John Smirnios said...

Can you post the two statements that you are comparing for these tests? For most LOAD TABLE statements, 'WITH FILE NAME LOGGING' is the default so adding that clause doesn't normally change anything. If you are doing a LOAD TABLE from a named pipe, file name logging shouldn't even be allowed.

Breck Carter said...

@John: Yes, you are correct (and the Help is wrong): WITH FILE NAME LOGGING has always been the default, since before the LOGGING clause existed.

That means the test proved nothing... but the updated test (see blog for code) shows the premise is the same: FILE NAME LOGGING runs no faster than ROW LOGGING.

As for named pipes LOAD TABLE really did run without error with WITH FILE NAME LOGGING... just a lot slower. Alas, I didn't keep track of log growth.

John Smirnios said...

Curious. It seems unlikely that writing almost half a million pages would cost nothing. All the other work for inserting rows into the database remains the same regardless of the logging option. Maybe you are CPU bound and IO is very fast. Are you on an SSD? Single spindle? RAID?

I can't imagine what is going on with the named pipes example...

It might also be a good idea to do a checkpoint after each truncate. Then you'd know you are not competing with background IO to clean the cache and the pages that were freed from the table would be available for reuse.

Breck Carter said...

@John: The plot thickens ( see Update 2 above :)

John Smirnios said...

Your first test is growing the cache during the load which means it will be forced to wait for IO (since we only resize periodically). Try running your server with, say, -c 3g.

Growing the cache also suggests that you are starting with a small database file and the first statement is taking the hit for extending the database. I suggest you pre-grow the dbspace.

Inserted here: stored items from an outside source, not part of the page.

//! Theme — the two-valued presentation mode and its persisted form.

use std::fmt;

use serde::{Deserialize, Serialize};

/// CSS class placed on the document root while the dark theme is active.
pub const DARK_SCOPE_CLASS: &str = "dark";

/// Dark or light presentation.
#[derive(Debug, Clone, Copy, PartialEq, Eq, Default, Serialize, Deserialize)]
#[serde(rename_all = "lowercase")]
pub enum Theme {
    Dark,
    #[default]
    Light,
}

impl Theme {
    /// Interpret a stored preference.
    ///
    /// Only the exact `"dark"` sentinel selects [`Theme::Dark`]; a missing or
    /// unrecognised value means light.
    #[must_use]
    pub fn from_stored(value: Option<&str>) -> Self {
        match value {
            Some("dark") => Self::Dark,
            _ => Self::Light,
        }
    }

    #[must_use]
    pub fn from_dark(dark: bool) -> Self {
        if dark { Self::Dark } else { Self::Light }
    }

    #[must_use]
    pub fn is_dark(self) -> bool {
        matches!(self, Self::Dark)
    }

    /// The opposite theme.
    #[must_use]
    pub fn toggled(self) -> Self {
        match self {
            Self::Dark => Self::Light,
            Self::Light => Self::Dark,
        }
    }

    /// Sentinel written to durable storage.
    #[must_use]
    pub fn as_str(self) -> &'static str {
        match self {
            Self::Dark => "dark",
            Self::Light => "light",
        }
    }
}

impl fmt::Display for Theme {
    fn fmt(&self, f: &mut fmt::Formatter<'_>) -> fmt::Result {
        f.write_str(self.as_str())
    }
}

#[cfg(test)]
mod tests {
    use super::*;

    #[test]
    fn should_read_dark_only_from_exact_sentinel() {
        assert_eq!(Theme::from_stored(Some("dark")), Theme::Dark);
        assert_eq!(Theme::from_stored(Some("light")), Theme::Light);
        assert_eq!(Theme::from_stored(Some("DARK")), Theme::Light);
        assert_eq!(Theme::from_stored(Some("")), Theme::Light);
        assert_eq!(Theme::from_stored(None), Theme::Light);
    }

    #[test]
    fn should_return_original_theme_when_toggled_twice() {
        for theme in [Theme::Dark, Theme::Light] {
            assert_eq!(theme.toggled().toggled(), theme);
            assert_ne!(theme.toggled(), theme);
        }
    }

    #[test]
    fn should_default_to_light() {
        assert_eq!(Theme::default(), Theme::Light);
        assert!(!Theme::default().is_dark());
    }

    #[test]
    fn should_match_stored_sentinel_when_displayed() {
        assert_eq!(Theme::Dark.to_string(), "dark");
        assert_eq!(Theme::from_dark(false).to_string(), "light");
    }
}
//! Section identifiers — the six fixed regions of the page.

use std::fmt;
use std::str::FromStr;

use serde::{Deserialize, Serialize};

use crate::error::UnknownSectionError;

/// One of the page's fixed sections, in document order.
///
/// The lowercase label doubles as the DOM element id of the section.
#[derive(Debug, Clone, Copy, PartialEq, Eq, Hash, Default, Serialize, Deserialize)]
#[serde(rename_all = "lowercase")]
pub enum SectionId {
    #[default]
    Home,
    About,
    Education,
    Skills,
    Projects,
    Contact,
}

impl SectionId {
    /// Every section in document order. Also the scan order used to pick the
    /// active section.
    pub const ALL: [Self; 6] = [
        Self::Home,
        Self::About,
        Self::Education,
        Self::Skills,
        Self::Projects,
        Self::Contact,
    ];

    /// The element id / lowercase label.
    #[must_use]
    pub fn as_str(self) -> &'static str {
        match self {
            Self::Home => "home",
            Self::About => "about",
            Self::Education => "education",
            Self::Skills => "skills",
            Self::Projects => "projects",
            Self::Contact => "contact",
        }
    }

    /// Capitalized label shown in the navigation bar.
    #[must_use]
    pub fn title(self) -> &'static str {
        match self {
            Self::Home => "Home",
            Self::About => "About",
            Self::Education => "Education",
            Self::Skills => "Skills",
            Self::Projects => "Projects",
            Self::Contact => "Contact",
        }
    }
}

impl fmt::Display for SectionId {
    fn fmt(&self, f: &mut fmt::Formatter<'_>) -> fmt::Result {
        f.write_str(self.as_str())
    }
}

impl FromStr for SectionId {
    type Err = UnknownSectionError;

    fn from_str(s: &str) -> Result<Self, Self::Err> {
        Self::ALL
            .into_iter()
            .find(|id| id.as_str() == s)
            .ok_or_else(|| UnknownSectionError(s.to_string()))
    }
}
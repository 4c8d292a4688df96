//! Theme controller — dark/light preference, applied to the document root and
//! persisted across visits.

use folio_domain::config::NavConfig;
use folio_domain::navigation::NavigationState;
use folio_domain::theme::Theme;

use crate::ports::{PreferenceStore, ThemeRoot};

/// Owns the persisted theme preference.
///
/// Built once when the page mounts and shared with whatever needs to toggle
/// the theme. Storage failures never reach the caller: the session keeps the
/// chosen theme even when it cannot be persisted.
#[derive(Debug, Clone)]
pub struct ThemeController<S, R> {
    store: S,
    root: R,
    storage_key: String,
}

impl<S: PreferenceStore, R: ThemeRoot> ThemeController<S, R> {
    /// Create a controller persisting under the configured storage key.
    pub fn new(store: S, root: R, config: &NavConfig) -> Self {
        Self {
            store,
            root,
            storage_key: config.theme_storage_key.clone(),
        }
    }

    /// Restore the persisted preference. Call once per page load.
    ///
    /// Only a stored `"dark"` changes anything; otherwise the state stays
    /// light and the root is left untouched.
    #[tracing::instrument(skip(self, state), fields(key = %self.storage_key))]
    pub fn initialize(&self, state: &mut NavigationState) -> Theme {
        let stored = match self.store.get(&self.storage_key) {
            Ok(value) => value,
            Err(err) => {
                tracing::warn!(%err, "failed to read theme preference, using light");
                None
            }
        };

        let theme = Theme::from_stored(stored.as_deref());
        if theme.is_dark() {
            state.dark_mode = true;
            self.root.set_dark_scope(true);
        }
        tracing::debug!(%theme, "theme restored");
        theme
    }

    /// Flip the theme, apply it to the root and persist it.
    #[tracing::instrument(skip(self, state), fields(key = %self.storage_key))]
    pub fn toggle(&self, state: &mut NavigationState) -> Theme {
        let theme = state.theme().toggled();
        state.dark_mode = theme.is_dark();
        self.root.set_dark_scope(theme.is_dark());

        if let Err(err) = self.store.set(&self.storage_key, theme.as_str()) {
            tracing::warn!(%err, %theme, "failed to persist theme preference");
        }
        theme
    }
}

#[cfg(test)]
mod tests {
    use super::*;
    use folio_domain::error::FolioError;
    use std::cell::{Cell, RefCell};
    use std::collections::HashMap;

    #[derive(Debug)]
    struct Unavailable;

    impl std::fmt::Display for Unavailable {
        fn fmt(&self, f: &mut std::fmt::Formatter<'_>) -> std::fmt::Result {
            f.write_str("storage disabled")
        }
    }

    impl std::error::Error for Unavailable {}

    #[derive(Default)]
    struct InMemoryStore {
        items: RefCell<HashMap<String, String>>,
        broken: Cell<bool>,
    }

    impl InMemoryStore {
        fn with(key: &str, value: &str) -> Self {
            let store = Self::default();
            store
                .items
                .borrow_mut()
                .insert(key.to_string(), value.to_string());
            store
        }

        fn broken() -> Self {
            let store = Self::default();
            store.broken.set(true);
            store
        }

        fn value(&self, key: &str) -> Option<String> {
            self.items.borrow().get(key).cloned()
        }
    }

    impl PreferenceStore for InMemoryStore {
        fn get(&self, key: &str) -> Result<Option<String>, FolioError> {
            if self.broken.get() {
                return Err(FolioError::Storage(Box::new(Unavailable)));
            }
            Ok(self.value(key))
        }

        fn set(&self, key: &str, value: &str) -> Result<(), FolioError> {
            if self.broken.get() {
                return Err(FolioError::Storage(Box::new(Unavailable)));
            }
            self.items
                .borrow_mut()
                .insert(key.to_string(), value.to_string());
            Ok(())
        }
    }

    #[derive(Default)]
    struct FakeRoot {
        dark: Cell<bool>,
        calls: Cell<usize>,
    }

    impl ThemeRoot for FakeRoot {
        fn set_dark_scope(&self, enabled: bool) {
            self.dark.set(enabled);
            self.calls.set(self.calls.get() + 1);
        }
    }

    const KEY: &str = "theme";

    fn controller<'a>(
        store: &'a InMemoryStore,
        root: &'a FakeRoot,
    ) -> ThemeController<&'a InMemoryStore, &'a FakeRoot> {
        ThemeController::new(store, root, &NavConfig::default())
    }

    #[test]
    fn should_restore_dark_when_stored_value_is_dark() {
        let store = InMemoryStore::with(KEY, "dark");
        let root = FakeRoot::default();
        let mut state = NavigationState::default();

        let theme = controller(&store, &root).initialize(&mut state);

        assert_eq!(theme, Theme::Dark);
        assert!(state.dark_mode);
        assert!(root.dark.get());
    }

    #[test]
    fn should_stay_light_without_touching_root_when_value_is_not_dark() {
        for stored in [Some("light"), Some("Dark"), Some("1"), None] {
            let store = stored.map_or_else(InMemoryStore::default, |v| InMemoryStore::with(KEY, v));
            let root = FakeRoot::default();
            let mut state = NavigationState::default();

            let theme = controller(&store, &root).initialize(&mut state);

            assert_eq!(theme, Theme::Light, "stored {stored:?}");
            assert!(!state.dark_mode);
            assert_eq!(root.calls.get(), 0);
        }
    }

    #[test]
    fn should_stay_light_when_storage_read_fails() {
        let store = InMemoryStore::broken();
        let root = FakeRoot::default();
        let mut state = NavigationState::default();

        let theme = controller(&store, &root).initialize(&mut state);

        assert_eq!(theme, Theme::Light);
        assert!(!state.dark_mode);
    }

    #[test]
    fn should_apply_and_persist_dark_when_toggled_from_light() {
        let store = InMemoryStore::default();
        let root = FakeRoot::default();
        let mut state = NavigationState::default();

        let theme = controller(&store, &root).toggle(&mut state);

        assert_eq!(theme, Theme::Dark);
        assert!(state.dark_mode);
        assert!(root.dark.get());
        assert_eq!(store.value(KEY).as_deref(), Some("dark"));
    }

    #[test]
    fn should_remove_scope_and_persist_light_when_toggled_from_dark() {
        let store = InMemoryStore::with(KEY, "dark");
        let root = FakeRoot::default();
        let ctrl = controller(&store, &root);
        let mut state = NavigationState::default();
        ctrl.initialize(&mut state);

        ctrl.toggle(&mut state);

        assert!(!state.dark_mode);
        assert!(!root.dark.get());
        assert_eq!(store.value(KEY).as_deref(), Some("light"));
    }

    #[test]
    fn should_restore_original_state_when_toggled_twice() {
        for initial in ["dark", "light"] {
            let store = InMemoryStore::with(KEY, initial);
            let root = FakeRoot::default();
            let ctrl = controller(&store, &root);
            let mut state = NavigationState::default();
            ctrl.initialize(&mut state);
            let before = state.dark_mode;

            ctrl.toggle(&mut state);
            ctrl.toggle(&mut state);

            assert_eq!(state.dark_mode, before);
            assert_eq!(store.value(KEY).as_deref(), Some(initial));
        }
    }

    #[test]
    fn should_keep_session_theme_when_storage_write_fails() {
        let store = InMemoryStore::broken();
        let root = FakeRoot::default();
        let mut state = NavigationState::default();

        let theme = controller(&store, &root).toggle(&mut state);

        assert_eq!(theme, Theme::Dark);
        assert!(state.dark_mode);
        assert!(root.dark.get());
    }

    #[test]
    fn should_restore_dark_after_reload() {
        let store = InMemoryStore::default();
        let mut state = NavigationState::default();

        let first_root = FakeRoot::default();
        let first = controller(&store, &first_root);
        assert_eq!(first.initialize(&mut state), Theme::Light);
        first.toggle(&mut state);
        assert_eq!(store.value(KEY).as_deref(), Some("dark"));

        let mut reloaded = NavigationState::default();
        let second_root = FakeRoot::default();
        let theme = controller(&store, &second_root).initialize(&mut reloaded);

        assert_eq!(theme, Theme::Dark);
        assert!(reloaded.dark_mode);
        assert!(second_root.dark.get());
    }

    #[test]
    fn should_persist_under_configured_key() {
        let store = InMemoryStore::default();
        let root = FakeRoot::default();
        let config = NavConfig {
            theme_storage_key: "folio-theme".to_string(),
            ..NavConfig::default()
        };
        let mut state = NavigationState::default();

        ThemeController::new(&store, &root, &config).toggle(&mut state);

        assert_eq!(store.value("folio-theme").as_deref(), Some("dark"));
        assert_eq!(store.value(KEY), None);
    }
}
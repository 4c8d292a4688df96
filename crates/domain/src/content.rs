//! Page content — biography, education, skills, projects and contact links.
//!
//! All records are compile-time literals; they have no identity beyond their
//! position in the slices below.

/// Who the page is about.
#[derive(Debug, Clone, Copy, PartialEq, Eq)]
pub struct Profile {
    pub name: &'static str,
    pub full_name: &'static str,
    pub brand: &'static str,
    pub headline: &'static str,
    pub tagline: &'static str,
    pub avatar_url: &'static str,
    pub about: &'static [&'static str],
}

/// One step of the education timeline.
#[derive(Debug, Clone, Copy, PartialEq, Eq)]
pub struct EducationEntry {
    pub institution: &'static str,
    pub degree: &'static str,
    pub year: &'static str,
    pub grade: &'static str,
}

/// Glyph shown next to a technical skill group.
#[derive(Debug, Clone, Copy, PartialEq, Eq)]
pub enum SkillIcon {
    Code,
    Monitor,
    Database,
    Terminal,
    Git,
    Book,
}

impl SkillIcon {
    #[must_use]
    pub fn glyph(self) -> &'static str {
        match self {
            Self::Code => "</>",
            Self::Monitor => "\u{1F5A5}",
            Self::Database => "\u{1F5C4}",
            Self::Terminal => ">_",
            Self::Git => "\u{2387}",
            Self::Book => "\u{1F4D6}",
        }
    }
}

/// A titled list of skills.
#[derive(Debug, Clone, Copy, PartialEq, Eq)]
pub struct SkillGroup {
    pub category: &'static str,
    pub items: &'static [&'static str],
    pub icon: Option<SkillIcon>,
}

/// A showcased project card.
#[derive(Debug, Clone, Copy, PartialEq, Eq)]
pub struct Project {
    pub title: &'static str,
    pub description: &'static str,
    pub technologies: &'static [&'static str],
    pub image_url: &'static str,
    pub link: &'static str,
}

/// Kind of contact channel.
#[derive(Debug, Clone, Copy, PartialEq, Eq)]
pub enum ContactKind {
    Email,
    LinkedIn,
    GitHub,
}

impl ContactKind {
    #[must_use]
    pub fn label(self) -> &'static str {
        match self {
            Self::Email => "Email",
            Self::LinkedIn => "LinkedIn",
            Self::GitHub => "GitHub",
        }
    }

    #[must_use]
    pub fn glyph(self) -> &'static str {
        match self {
            Self::Email => "\u{2709}",
            Self::LinkedIn => "in",
            Self::GitHub => "\u{2387}",
        }
    }
}

/// A way to reach the page owner.
#[derive(Debug, Clone, Copy, PartialEq, Eq)]
pub struct ContactLink {
    pub kind: ContactKind,
    /// Human-readable address shown in the contact list.
    pub display: &'static str,
    pub href: &'static str,
}

impl ContactLink {
    /// External links open in a new tab; `mailto:` links stay in place.
    #[must_use]
    pub fn opens_new_tab(&self) -> bool {
        !self.href.starts_with("mailto:")
    }
}

pub const PROFILE: Profile = Profile {
    name: "Sourab",
    full_name: "Sourab Das",
    brand: "Sourab.dev",
    headline: "Frontend Developer",
    tagline: "Final Year B.Tech CSE Student passionate about creating responsive and user-friendly web applications.",
    avatar_url: "https://res.cloudinary.com/dgdtfxnji/image/upload/f_auto,q_auto/spdxp5iqykrjyvusjzys",
    about: &[
        "I'm Sourab Das, a final year B.Tech CSE student and frontend developer with a passion for creating responsive and user-friendly web applications.",
        "My journey in web development started during my college years, and I've since honed my skills in React.js, JavaScript, HTML, and CSS. I enjoy solving complex problems and turning ideas into functional and aesthetically pleasing websites.",
        "When I'm not coding, you can find me exploring new technologies, working on UI/UX designs, or editing videos. I'm always eager to learn and grow in the ever-evolving field of web development.",
    ],
};

pub const EDUCATION: &[EducationEntry] = &[
    EducationEntry {
        institution: "Dr. Sudhir Chandra Sur Institute of Technology & Sports Complex, MAKAUT",
        degree: "B.Tech in Computer Science and Engineering",
        year: "2025",
        grade: "CGPA: 7.64/10",
    },
    EducationEntry {
        institution: "Kendriya Vidyalaya Ichapore (CBSE)",
        degree: "Class 12",
        year: "2020",
        grade: "73.4%",
    },
    EducationEntry {
        institution: "Kendriya Vidyalaya Ichapore (CBSE)",
        degree: "Class 10",
        year: "2018",
        grade: "78.8%",
    },
];

pub const TECHNICAL_SKILLS: &[SkillGroup] = &[
    SkillGroup {
        category: "Programming",
        items: &["Python", "C", "C++", "JavaScript"],
        icon: Some(SkillIcon::Code),
    },
    SkillGroup {
        category: "Web Development",
        items: &["HTML", "CSS", "React.js", "Bootstrap", "Tailwind CSS"],
        icon: Some(SkillIcon::Monitor),
    },
    SkillGroup {
        category: "Databases",
        items: &["MySQL", "PostgreSQL"],
        icon: Some(SkillIcon::Database),
    },
    SkillGroup {
        category: "Operating Systems",
        items: &["Linux (Ubuntu, Kali)", "Windows"],
        icon: Some(SkillIcon::Terminal),
    },
    SkillGroup {
        category: "Other Tools",
        items: &["Git", "GitHub", "VS Code", "Adobe Photoshop"],
        icon: Some(SkillIcon::Git),
    },
    SkillGroup {
        category: "Concepts",
        items: &[
            "Data Structures and Algorithms",
            "Object-Oriented Programming",
            "Software Development Life Cycle",
            "REST APIs",
            "Problem Solving",
        ],
        icon: Some(SkillIcon::Book),
    },
];

pub const OTHER_SKILLS: &[SkillGroup] = &[
    SkillGroup {
        category: "Soft Skills",
        items: &[
            "Strong Analytical Thinking",
            "Problem-Solving",
            "Team Collaboration",
            "Communication",
            "Adaptability",
        ],
        icon: None,
    },
    SkillGroup {
        category: "Creative Skills",
        items: &["Video Editing", "Adobe Photoshop", "UI/UX Designing"],
        icon: None,
    },
    SkillGroup {
        category: "Languages Known",
        items: &["English", "Hindi", "Bengali"],
        icon: None,
    },
];

pub const PROJECTS: &[Project] = &[
    Project {
        title: "Portfolio Website",
        description: "Developed a fully responsive personal portfolio to display skills, projects, and contact details. Implemented smooth navigation, interactive animations, and an optimized performance setup. Integrated SEO enhancements to improve discoverability.",
        technologies: &["Rust", "Leptos", "WebAssembly", "HTML/CSS"],
        image_url: "https://images.unsplash.com/photo-1547658719-da2b51169166?auto=format&fit=crop&w=1000&q=80",
        link: "#",
    },
    Project {
        title: "Library Management System",
        description: "Designed and implemented a Python-MySQL-based CLI application for book management, issue tracking, and user authentication. Integrated error handling mechanisms, automated overdue reminders, and optimized SQL queries to ensure efficient database operations.",
        technologies: &["Python", "MySQL", "CLI", "Database Design"],
        image_url: "https://images.unsplash.com/photo-1507842217343-583bb7270b66?auto=format&fit=crop&w=1000&q=80",
        link: "#",
    },
];

pub const CONTACTS: &[ContactLink] = &[
    ContactLink {
        kind: ContactKind::Email,
        display: "dastan123.sd@gmail.com",
        href: "mailto:dastan123.sd@gmail.com",
    },
    ContactLink {
        kind: ContactKind::LinkedIn,
        display: "linkedin.com/in/sourab-das",
        href: "https://linkedin.com/in/sourab-das",
    },
    ContactLink {
        kind: ContactKind::GitHub,
        display: "github.com/HotSoup-ind",
        href: "https://github.com/HotSoup-ind",
    },
];

/// Look up the contact link of a given kind.
#[must_use]
pub fn contact(kind: ContactKind) -> Option<&'static ContactLink> {
    CONTACTS.iter().find(|c| c.kind == kind)
}

#[cfg(test)]
mod tests {
    use super::*;

    #[test]
    fn should_give_every_technical_group_an_icon() {
        assert!(TECHNICAL_SKILLS.iter().all(|g| g.icon.is_some()));
        assert!(OTHER_SKILLS.iter().all(|g| g.icon.is_none()));
    }

    #[test]
    fn should_open_external_links_in_new_tab() {
        let email = contact(ContactKind::Email).unwrap();
        let github = contact(ContactKind::GitHub).unwrap();
        assert!(!email.opens_new_tab());
        assert!(github.opens_new_tab());
    }

    #[test]
    fn should_have_one_link_per_contact_kind() {
        for kind in [ContactKind::Email, ContactKind::LinkedIn, ContactKind::GitHub] {
            assert_eq!(CONTACTS.iter().filter(|c| c.kind == kind).count(), 1);
        }
    }

    #[test]
    fn should_not_have_empty_groups() {
        for group in TECHNICAL_SKILLS.iter().chain(OTHER_SKILLS) {
            assert!(!group.items.is_empty(), "{} is empty", group.category);
        }
        assert!(PROJECTS.iter().all(|p| !p.technologies.is_empty()));
    }
}
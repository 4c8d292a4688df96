//! Section navigator — click-driven jumps between page sections.

use folio_domain::config::NavConfig;
use folio_domain::navigation::NavigationState;
use folio_domain::section::SectionId;

use crate::ports::Viewport;

/// Scrolls to a section and mirrors it into the navigation state.
#[derive(Debug, Clone)]
pub struct SectionNavigator<V> {
    viewport: V,
    nav_offset: f64,
}

impl<V: Viewport> SectionNavigator<V> {
    /// Create a navigator driving `viewport`.
    pub fn new(viewport: V, config: &NavConfig) -> Self {
        Self {
            viewport,
            nav_offset: config.nav_offset,
        }
    }

    /// Jump to `target`.
    ///
    /// Scrolls smoothly so the section's top sits `nav_offset` below the
    /// viewport top, if the section is rendered. The menu is closed and
    /// `target` becomes the active section in every case, so the highlight
    /// follows the click without waiting for the next scroll event.
    #[tracing::instrument(skip(self, state))]
    pub fn navigate(&self, state: &mut NavigationState, target: SectionId) {
        match self.viewport.section_document_top(target) {
            Some(top) => self.viewport.smooth_scroll_to(top - self.nav_offset),
            None => tracing::debug!("section element not found, not scrolling"),
        }
        state.close_menu();
        state.active_section = target;
    }
}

Alternatively, just do one load first (of either variety) and throw away the results.

Anonymous said...

FWIW, Breck, is the current version different from the original blog article? I remember having read about Update 1 and 2, and now it looks way more coherent...:)

Volker

Breck Carter said...

@Volker: The current blog post is a complete rewrite because the original conclusion (observation, measurement) was 100% incorrect :)